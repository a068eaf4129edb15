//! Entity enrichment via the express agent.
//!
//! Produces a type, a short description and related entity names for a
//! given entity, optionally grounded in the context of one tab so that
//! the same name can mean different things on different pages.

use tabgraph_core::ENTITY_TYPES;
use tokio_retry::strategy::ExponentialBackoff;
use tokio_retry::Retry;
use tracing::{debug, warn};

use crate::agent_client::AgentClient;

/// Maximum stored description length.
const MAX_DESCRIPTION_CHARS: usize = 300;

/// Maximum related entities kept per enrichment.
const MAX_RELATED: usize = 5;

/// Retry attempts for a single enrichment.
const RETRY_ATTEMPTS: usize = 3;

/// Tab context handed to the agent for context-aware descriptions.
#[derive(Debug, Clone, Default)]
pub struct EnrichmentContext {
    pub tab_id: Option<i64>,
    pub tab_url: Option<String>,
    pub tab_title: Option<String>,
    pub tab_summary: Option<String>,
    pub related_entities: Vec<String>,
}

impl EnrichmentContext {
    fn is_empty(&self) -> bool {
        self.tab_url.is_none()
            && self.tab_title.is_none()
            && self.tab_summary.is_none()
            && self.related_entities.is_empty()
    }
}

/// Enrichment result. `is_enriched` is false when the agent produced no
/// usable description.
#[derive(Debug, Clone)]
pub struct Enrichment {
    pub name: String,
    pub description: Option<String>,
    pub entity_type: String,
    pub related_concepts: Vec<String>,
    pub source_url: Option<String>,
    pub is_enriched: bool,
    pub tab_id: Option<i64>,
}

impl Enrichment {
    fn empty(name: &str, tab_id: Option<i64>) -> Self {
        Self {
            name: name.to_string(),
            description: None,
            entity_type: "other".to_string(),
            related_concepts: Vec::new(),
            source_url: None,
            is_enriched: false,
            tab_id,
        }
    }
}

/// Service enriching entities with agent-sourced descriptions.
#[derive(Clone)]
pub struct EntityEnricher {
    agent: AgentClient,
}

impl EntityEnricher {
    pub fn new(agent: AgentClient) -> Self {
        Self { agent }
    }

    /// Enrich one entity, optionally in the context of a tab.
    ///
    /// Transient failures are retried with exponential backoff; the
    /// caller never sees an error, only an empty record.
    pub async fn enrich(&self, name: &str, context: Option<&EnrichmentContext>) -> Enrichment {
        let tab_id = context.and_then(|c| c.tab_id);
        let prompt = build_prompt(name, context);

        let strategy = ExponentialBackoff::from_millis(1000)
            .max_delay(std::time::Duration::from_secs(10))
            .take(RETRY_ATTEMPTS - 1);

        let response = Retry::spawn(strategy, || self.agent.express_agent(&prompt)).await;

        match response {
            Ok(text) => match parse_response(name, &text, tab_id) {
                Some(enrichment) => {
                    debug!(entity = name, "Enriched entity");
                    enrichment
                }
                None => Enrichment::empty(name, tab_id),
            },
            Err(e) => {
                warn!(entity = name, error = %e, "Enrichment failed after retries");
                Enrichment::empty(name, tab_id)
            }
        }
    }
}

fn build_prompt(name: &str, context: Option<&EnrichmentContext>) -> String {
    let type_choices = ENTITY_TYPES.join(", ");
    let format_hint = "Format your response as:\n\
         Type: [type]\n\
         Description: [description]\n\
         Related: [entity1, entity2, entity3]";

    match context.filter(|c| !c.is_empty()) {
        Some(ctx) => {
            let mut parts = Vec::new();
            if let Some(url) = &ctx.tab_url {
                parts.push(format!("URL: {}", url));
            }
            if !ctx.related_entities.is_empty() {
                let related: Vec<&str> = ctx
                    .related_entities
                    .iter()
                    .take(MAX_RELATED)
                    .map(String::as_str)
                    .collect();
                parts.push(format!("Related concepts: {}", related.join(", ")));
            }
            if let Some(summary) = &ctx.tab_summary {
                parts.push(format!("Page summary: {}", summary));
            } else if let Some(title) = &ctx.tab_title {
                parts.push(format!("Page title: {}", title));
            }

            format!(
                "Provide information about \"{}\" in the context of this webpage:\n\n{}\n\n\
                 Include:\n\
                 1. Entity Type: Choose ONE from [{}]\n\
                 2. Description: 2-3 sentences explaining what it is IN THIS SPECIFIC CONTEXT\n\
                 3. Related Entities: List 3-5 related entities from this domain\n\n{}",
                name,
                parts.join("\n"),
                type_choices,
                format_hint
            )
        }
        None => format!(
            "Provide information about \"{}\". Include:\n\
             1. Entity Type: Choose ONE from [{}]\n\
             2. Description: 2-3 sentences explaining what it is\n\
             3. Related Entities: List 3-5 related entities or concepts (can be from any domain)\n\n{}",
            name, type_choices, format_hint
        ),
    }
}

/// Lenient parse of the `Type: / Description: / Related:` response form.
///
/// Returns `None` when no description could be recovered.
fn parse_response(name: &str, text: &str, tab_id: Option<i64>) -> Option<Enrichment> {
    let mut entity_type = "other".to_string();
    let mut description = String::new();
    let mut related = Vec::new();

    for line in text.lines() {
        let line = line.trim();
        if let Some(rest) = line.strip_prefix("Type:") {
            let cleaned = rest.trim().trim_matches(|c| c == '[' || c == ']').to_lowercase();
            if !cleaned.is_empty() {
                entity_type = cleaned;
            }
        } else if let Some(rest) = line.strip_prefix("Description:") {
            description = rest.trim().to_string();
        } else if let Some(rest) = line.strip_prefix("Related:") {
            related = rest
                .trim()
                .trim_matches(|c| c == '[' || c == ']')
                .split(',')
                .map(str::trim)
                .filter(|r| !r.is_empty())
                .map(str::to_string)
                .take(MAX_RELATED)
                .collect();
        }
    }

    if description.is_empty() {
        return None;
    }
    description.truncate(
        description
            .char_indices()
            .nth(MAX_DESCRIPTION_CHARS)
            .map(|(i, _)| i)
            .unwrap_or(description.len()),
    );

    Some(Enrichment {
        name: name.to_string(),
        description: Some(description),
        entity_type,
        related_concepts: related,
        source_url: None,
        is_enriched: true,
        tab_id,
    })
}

---

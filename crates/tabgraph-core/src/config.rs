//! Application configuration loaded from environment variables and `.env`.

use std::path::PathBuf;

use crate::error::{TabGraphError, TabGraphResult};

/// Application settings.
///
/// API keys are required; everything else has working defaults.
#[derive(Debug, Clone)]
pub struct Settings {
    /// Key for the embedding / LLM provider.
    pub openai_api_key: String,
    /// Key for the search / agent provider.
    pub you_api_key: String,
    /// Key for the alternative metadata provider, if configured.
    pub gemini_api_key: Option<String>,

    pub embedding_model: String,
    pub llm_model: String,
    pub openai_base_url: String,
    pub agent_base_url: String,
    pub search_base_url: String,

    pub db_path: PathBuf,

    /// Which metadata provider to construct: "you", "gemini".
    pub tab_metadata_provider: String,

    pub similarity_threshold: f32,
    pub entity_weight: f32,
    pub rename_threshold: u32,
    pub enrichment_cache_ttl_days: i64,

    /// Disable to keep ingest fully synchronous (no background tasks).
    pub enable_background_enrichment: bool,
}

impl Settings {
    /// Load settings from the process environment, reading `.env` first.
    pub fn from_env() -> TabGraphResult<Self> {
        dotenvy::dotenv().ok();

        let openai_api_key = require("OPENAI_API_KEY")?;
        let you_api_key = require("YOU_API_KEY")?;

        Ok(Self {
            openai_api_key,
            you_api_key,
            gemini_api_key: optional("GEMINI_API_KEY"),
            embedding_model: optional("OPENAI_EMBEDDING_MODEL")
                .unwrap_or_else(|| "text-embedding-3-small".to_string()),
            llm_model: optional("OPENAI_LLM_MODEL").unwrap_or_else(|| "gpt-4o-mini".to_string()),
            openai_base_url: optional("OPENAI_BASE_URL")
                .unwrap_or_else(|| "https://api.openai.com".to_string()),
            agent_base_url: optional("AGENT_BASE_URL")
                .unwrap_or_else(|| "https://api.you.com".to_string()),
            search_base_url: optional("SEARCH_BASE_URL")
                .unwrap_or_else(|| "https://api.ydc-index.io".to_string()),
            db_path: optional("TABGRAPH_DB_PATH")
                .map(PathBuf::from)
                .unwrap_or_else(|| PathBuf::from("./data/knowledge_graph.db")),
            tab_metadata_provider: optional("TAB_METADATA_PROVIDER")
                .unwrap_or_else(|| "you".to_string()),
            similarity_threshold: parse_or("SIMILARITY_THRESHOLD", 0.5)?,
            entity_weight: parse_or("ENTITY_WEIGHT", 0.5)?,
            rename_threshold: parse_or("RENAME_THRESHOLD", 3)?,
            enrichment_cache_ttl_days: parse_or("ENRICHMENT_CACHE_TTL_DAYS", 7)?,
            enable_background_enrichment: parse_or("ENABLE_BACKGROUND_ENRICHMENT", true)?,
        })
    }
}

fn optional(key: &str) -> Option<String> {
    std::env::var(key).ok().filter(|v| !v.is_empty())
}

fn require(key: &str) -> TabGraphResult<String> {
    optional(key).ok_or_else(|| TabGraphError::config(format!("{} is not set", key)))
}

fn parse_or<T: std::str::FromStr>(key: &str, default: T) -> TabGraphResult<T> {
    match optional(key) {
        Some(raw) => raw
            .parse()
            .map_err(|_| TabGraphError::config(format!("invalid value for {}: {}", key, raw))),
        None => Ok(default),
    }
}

PROBLEM TO WORK ON:
What are the lines, exactly as written above, from the line with "repository a068eaf4129edb15" to the line with "stored description length.", both included? Output only those.

FINAL ANSWER:
repository a068eaf4129edb15
//! Entity enrichment via the express agent.
//!
//! Produces a type, a short description and related entity names for a
//! given entity, optionally grounded in the context of one tab so that
//! the same name can mean different things on different pages.

use tabgraph_core::ENTITY_TYPES;
use tokio_retry::strategy::ExponentialBackoff;
use tokio_retry::Retry;
use tracing::{debug, warn};

use crate::agent_client::AgentClient;

/// Maximum stored description length.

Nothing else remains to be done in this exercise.